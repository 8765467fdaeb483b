//! Scenario-style integration tests: one test per lettered scenario and
//! per invariant in the testable-properties list, driven end-to-end
//! through [`Core::step`] rather than by calling an instruction body
//! directly. Instruction words are hand-encoded against this engine's own
//! decode layout (see `cpu::decode`) the same way the unit tests inside
//! `cpu::decode` do.

use i960sim::cpu::{FRAME_ALIGNMENT, HALT_ADDRESS};
use i960sim::{BootConfig, Core, FlatBus, MemoryBus, StepOutcome};

fn ctrl_word(opcode: u8, displacement: i32) -> u32 {
    ((opcode as u32) << 24) | (displacement as u32 & 0x00FF_FFFF)
}

fn cobr_word(opcode: u8, src1_raw: u8, src1_literal: bool, src2: u8, displacement: i32) -> u32 {
    ((opcode as u32) << 24)
        | (((src1_raw & 0x1F) as u32) << 19)
        | (((src2 & 0x1F) as u32) << 14)
        | ((src1_literal as u32) << 13)
        | (displacement as u32 & 0x1FFF)
}

#[allow(clippy::too_many_arguments)]
fn reg_word(opcode: u8, minor: u8, src1_raw: u8, m1: bool, src2_raw: u8, m2: bool, dest: u8, m3: bool) -> u32 {
    ((opcode as u32) << 24)
        | (((minor & 0xF) as u32) << 8)
        | (((dest & 0x1F) as u32) << 17)
        | ((m3 as u32) << 7)
        | ((m2 as u32) << 6)
        | ((m1 as u32) << 5)
        | (((src2_raw & 0x1F) as u32) << 12)
        | ((src1_raw & 0x1F) as u32)
}

fn mem_word_memb(opcode: u8, src_dest: u8, abase: u8, mode: u8, scale: u8, index: u8) -> u32 {
    ((opcode as u32) << 24)
        | (((src_dest & 0x1F) as u32) << 19)
        | (((abase & 0x1F) as u32) << 14)
        | (1 << 13)
        | (((mode & 0xF) as u32) << 8)
        | (((scale & 0b111) as u32) << 5)
        | ((index & 0x1F) as u32)
}

const STORE: u8 = 146;
const LOAD: u8 = 144;
const LOAD_ADDRESS: u8 = 140;
const B: u8 = 8;
const CALL: u8 = 9;
const RET: u8 = 10;
const BRANCH_CONDITIONAL_G: u8 = 17; // "bg", mask 0b001
const COMPARE_AND_BRANCH_ORDINAL_G: u8 = 49; // "cmpobg", mask 0b001

const ADD_ORDINAL_MINOR: (u8, u8) = (0x59, 0x0);
const ADD_INTEGER_MINOR: (u8, u8) = (0x59, 0x1);
const ADD_WITH_CARRY_MINOR: (u8, u8) = (0x59, 0x4);
const COMPARE_ORDINAL_MINOR: (u8, u8) = (0x5B, 0x0);
const COMPARE_INTEGER_MINOR: (u8, u8) = (0x5B, 0x1);
const SCAN_BIT_MINOR: (u8, u8) = (0x5C, 0x0);
const ATOMIC_ADD_MINOR: (u8, u8) = (0x5F, 0x4);

const REGISTER_INDIRECT: u8 = 0b0100;

fn booted_core(start_ip: u32, isp: u32) -> (Core, FlatBus) {
    let mut bus = FlatBus::new(0x1_0000);
    bus.store_quad(0, [0x10, 0x100, 0, start_ip]).unwrap();
    bus.store_word(0x100 + 24, isp).unwrap(); // PRCB interrupt-stack-pointer offset
    let mut core: Core = Core::new();
    core.boot(BootConfig::default(), &mut bus).unwrap();
    (core, bus)
}

fn step_ok(core: &mut Core, bus: &mut FlatBus) -> StepOutcome {
    core.step(bus).expect("step should not fault")
}

// Scenario A — halt.
#[test]
fn scenario_a_store_to_halt_address_stops_the_cycle_loop() {
    let mut bus = FlatBus::new(0x1_0000);
    let mut core: Core = Core::new();
    core.ip = 0x2000;

    // `lda HALT_ADDRESS, g0` via MEMB absolute-displacement (double-wide).
    bus.store_word(0x2000, mem_word_memb(LOAD_ADDRESS, 16, 0, 0b1100, 0, 0))
        .unwrap();
    bus.store_word(0x2004, HALT_ADDRESS).unwrap();
    // `st g1, (g0)` via MEMB register-indirect.
    bus.store_word(0x2008, mem_word_memb(STORE, 17, 16, REGISTER_INDIRECT, 0, 0))
        .unwrap();

    assert_eq!(step_ok(&mut core, &mut bus), StepOutcome::Continued);
    assert_eq!(core.globals.0.get(0), HALT_ADDRESS);
    assert_eq!(core.ip, 0x2008);

    assert_eq!(step_ok(&mut core, &mut bus), StepOutcome::Halted);
    assert!(core.halted());
}

// Scenario B — arithmetic + compare.
#[test]
fn scenario_b_compare_then_conditional_branch() {
    let mut bus = FlatBus::new(0x1_0000);
    let mut core: Core = Core::new();
    core.ip = 0x3000;
    core.frames.locals_mut().set(4, 7);
    core.frames.locals_mut().set(5, 5);

    let (major, minor) = COMPARE_INTEGER_MINOR;
    bus.store_word(0x3000, reg_word(major, minor, 4, false, 5, false, 0, false))
        .unwrap();
    step_ok(&mut core, &mut bus);
    assert_eq!(core.ac.condition_code(), 0b001, "r4 > r5 should set cc to 'greater'");
    assert_eq!(core.ip, 0x3004);

    bus.store_word(0x3004, ctrl_word(BRANCH_CONDITIONAL_G, 0x40)).unwrap();
    step_ok(&mut core, &mut bus);
    assert_eq!(core.ip, 0x3044, "bg should branch since cc matched its 'greater' mask");
}

// Scenario C — addc carry out.
#[test]
fn scenario_c_addc_carries_out_without_overflow() {
    let mut bus = FlatBus::new(0x1_0000);
    let mut core: Core = Core::new();
    core.ip = 0x3000;
    core.frames.locals_mut().set(4, 0xFFFF_FFFF);
    core.frames.locals_mut().set(5, 0x0000_0001);

    let (major, minor) = ADD_WITH_CARRY_MINOR;
    // addc r5, r4, r6  =>  r6 = R(src2=r4) + R(src1=r5) + carry_in
    bus.store_word(0x3000, reg_word(major, minor, 5, false, 4, false, 6, false))
        .unwrap();
    step_ok(&mut core, &mut bus);

    assert_eq!(core.frames.locals().get(6), 0);
    assert_eq!(core.ac.condition_code(), 0b010, "carry set, overflow clear");
}

// Scenario D — call/ret round-trip.
#[test]
fn scenario_d_call_then_ret_restores_fp_sp_and_lands_after_the_call() {
    let (mut core, mut bus) = booted_core(0x4000, 0x400);
    let pre_call_ip = core.ip;
    let pre_call_fp = core.fp();
    let pre_call_sp = core.sp();

    bus.store_word(0x4000, ctrl_word(CALL, 0x40)).unwrap();
    bus.store_word(0x4040, ctrl_word(RET, 0)).unwrap();

    step_ok(&mut core, &mut bus); // call
    assert_eq!(core.ip, pre_call_ip.wrapping_add(0x40));
    assert_ne!(core.fp(), pre_call_fp);

    step_ok(&mut core, &mut bus); // ret
    assert_eq!(core.ip, pre_call_ip.wrapping_add(4));
    assert_eq!(core.fp(), pre_call_fp);
    assert_eq!(core.sp(), pre_call_sp);
}

// Scenario E — scanbit.
#[test]
fn scenario_e_scanbit_finds_the_highest_set_bit() {
    let mut bus = FlatBus::new(0x1_0000);
    let mut core: Core = Core::new();
    core.ip = 0x3000;
    core.frames.locals_mut().set(4, 0x0000_0400);

    let (major, minor) = SCAN_BIT_MINOR;
    bus.store_word(0x3000, reg_word(major, minor, 4, false, 0, false, 5, false))
        .unwrap();
    step_ok(&mut core, &mut bus);

    assert_eq!(core.frames.locals().get(5), 10);
    assert_eq!(core.ac.condition_code(), 0b010);
}

// Scenario F — frame-cache spill with N=4 and 6 nested calls.
#[test]
fn scenario_f_frame_cache_spills_the_two_oldest_frames_on_overflow() {
    let (mut core, mut bus) = booted_core(0x8000, 0x400);
    assert_eq!(core.fp() & (FRAME_ALIGNMENT - 1), 0, "boot's FP must be frame-aligned");

    // Six `call +4` instructions back to back; each lands exactly on the
    // next one, so a single encoded word repeated six times suffices.
    for addr in (0x8000u32..0x8000 + 6 * 4).step_by(4) {
        bus.store_word(addr, ctrl_word(CALL, 4)).unwrap();
    }

    let markers = [0xAAAA_AAAAu32, 0xBBBB_BBBBu32, 0xCCCC_CCCCu32];
    for &marker in &markers {
        core.frames.locals_mut().set(3, marker);
        step_ok(&mut core, &mut bus);
        assert_eq!(core.fp() & (FRAME_ALIGNMENT - 1), 0, "every pushed FP must be frame-aligned");
    }
    // Three more calls push the ring past its 4 slots, forcing the frames
    // tagged above to spill.
    for _ in 0..3 {
        step_ok(&mut core, &mut bus);
    }

    let isp_frame = 0x400u32;
    let fp1_frame = 0x440u32;
    let fp2_frame = 0x480u32;
    assert_eq!(bus.load_word(isp_frame + 3 * 4).unwrap(), markers[0]);
    assert_eq!(bus.load_word(fp1_frame + 3 * 4).unwrap(), markers[1]);
    assert_eq!(bus.load_word(fp2_frame + 3 * 4).unwrap(), markers[2]);
}

// Invariant 1 — store/load round trip.
#[test]
fn invariant_store_then_load_round_trips() {
    let mut bus = FlatBus::new(0x1_0000);
    let mut core: Core = Core::new();
    core.ip = 0x3000;
    core.globals.0.set(0, 0x500); // abase
    core.globals.0.set(1, 0xCAFE_BABE); // value to store

    bus.store_word(0x3000, mem_word_memb(STORE, 17, 16, REGISTER_INDIRECT, 0, 0))
        .unwrap();
    bus.store_word(0x3004, mem_word_memb(LOAD, 18, 16, REGISTER_INDIRECT, 0, 0))
        .unwrap();

    step_ok(&mut core, &mut bus);
    step_ok(&mut core, &mut bus);
    assert_eq!(core.globals.0.get(2), 0xCAFE_BABE);
}

// Invariant 2 — ordinal get/set and byte-lane aliasing.
#[test]
fn invariant_register_byte_lanes_alias_the_ordinal_view() {
    use i960sim::cpu::registers::RegisterBank;

    let mut bank = RegisterBank::default();
    let value = 0x1234_5678u32;
    bank.set(0, value);
    assert_eq!(bank.get(0), value);
    for i in 0..4u32 {
        let byte = (bank.get(0) >> (8 * i)) & 0xFF;
        assert_eq!(byte, (value >> (8 * i)) & 0xFF);
    }
}

// Invariant 3 — modify primitive.
#[test]
fn invariant_modify_is_bitwise_mask_select() {
    use i960sim::types::modify;

    let mask = 0xFF00_FF00u32;
    let src = 0x1111_2222u32;
    let prior = 0x3333_4444u32;
    assert_eq!(modify(mask, src, prior), (src & mask) | (prior & !mask));
}

// Invariant 4 — rotate identities.
#[test]
fn invariant_rotate_identities() {
    use i960sim::types::rotate;

    let x = 0x8000_0001u32;
    assert_eq!(rotate(x, 32), x);
    assert_eq!(rotate(x, 1), rotate(rotate(x, 1 % 32), 0));
    let rotated = rotate(x, 1);
    assert_eq!(rotated & 1, (x >> 31) & 1);
}

// Invariant 5 — exactly one cc bit after a compare.
#[test]
fn invariant_compare_sets_exactly_one_condition_code_bit() {
    for (s1, s2) in [(3u32, 3u32), (1, 5), (9, 2)] {
        let mut bus = FlatBus::new(0x1_0000);
        let mut core: Core = Core::new();
        core.ip = 0x3000;
        core.frames.locals_mut().set(4, s1);
        core.frames.locals_mut().set(5, s2);
        let (major, minor) = COMPARE_ORDINAL_MINOR;
        bus.store_word(0x3000, reg_word(major, minor, 4, false, 5, false, 0, false))
            .unwrap();
        step_ok(&mut core, &mut bus);
        assert_eq!(core.ac.condition_code().count_ones(), 1);
    }
}

// Invariant 7 — flushreg is idempotent.
#[test]
fn invariant_flushreg_is_idempotent() {
    let (mut core, mut bus) = booted_core(0x4000, 0x400);
    core.frames.locals_mut().set(2, 0xD00D_D00D);

    core.frames.flush(&mut bus).unwrap();
    let after_first = bus.load_word(core.fp() + 2 * 4).unwrap();
    core.frames.flush(&mut bus).unwrap();
    let after_second = bus.load_word(core.fp() + 2 * 4).unwrap();

    assert_eq!(after_first, after_second);
    assert_eq!(after_first, 0xD00D_D00D);
}

// Invariant 8 — atadd increments memory and returns the prior value.
#[test]
fn invariant_atadd_increments_memory_and_returns_prior_value() {
    let mut bus = FlatBus::new(0x1_0000);
    let mut core: Core = Core::new();
    core.ip = 0x3000;
    bus.store_word(0x600, 10).unwrap();
    core.globals.0.set(0, 0x600); // address operand (src1)
    core.globals.0.set(1, 5); // increment (src2)

    let (major, minor) = ATOMIC_ADD_MINOR;
    bus.store_word(0x3000, reg_word(major, minor, 16, false, 17, false, 18, false))
        .unwrap();
    step_ok(&mut core, &mut bus);

    assert_eq!(bus.load_word(0x600).unwrap(), 15);
    assert_eq!(core.globals.0.get(2), 10);
}

// Invariant 9, alternate angle on Scenario F — every cached slot's FP is frame-aligned.
#[test]
fn invariant_cmpobg_branches_when_ordinal_greater() {
    let mut bus = FlatBus::new(0x1_0000);
    let mut core: Core = Core::new();
    core.ip = 0x5000;
    core.globals.0.set(0, 10); // g16
    core.globals.0.set(1, 3); // g17

    bus.store_word(0x5000, cobr_word(COMPARE_AND_BRANCH_ORDINAL_G, 16, false, 17, 0x80))
        .unwrap();
    step_ok(&mut core, &mut bus);
    assert_eq!(core.ip, 0x5080);
    assert_eq!(core.ac.condition_code(), 0b001);
}

#[test]
fn addo_and_addi_agree_on_non_overflowing_input() {
    let mut bus = FlatBus::new(0x1_0000);
    let mut core: Core = Core::new();
    core.ip = 0x3000;
    core.frames.locals_mut().set(4, 3);
    core.frames.locals_mut().set(5, 4);

    let (major, minor) = ADD_ORDINAL_MINOR;
    bus.store_word(0x3000, reg_word(major, minor, 4, false, 5, false, 6, false))
        .unwrap();
    step_ok(&mut core, &mut bus);
    assert_eq!(core.frames.locals().get(6), 7);

    core.ip = 0x3004;
    let (major, minor) = ADD_INTEGER_MINOR;
    bus.store_word(0x3004, reg_word(major, minor, 4, false, 5, false, 7, false))
        .unwrap();
    step_ok(&mut core, &mut bus);
    assert_eq!(core.frames.locals().get(7), 7);
}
----
Aim of the task: Filter the data, keeping only the lines that contain "abase".

Result of this exercise:
fn mem_word_memb(opcode: u8, src_dest: u8, abase: u8, mode: u8, scale: u8, index: u8) -> u32 {
        | (((abase & 0x1F) as u32) << 14)
    core.globals.0.set(0, 0x500); // abase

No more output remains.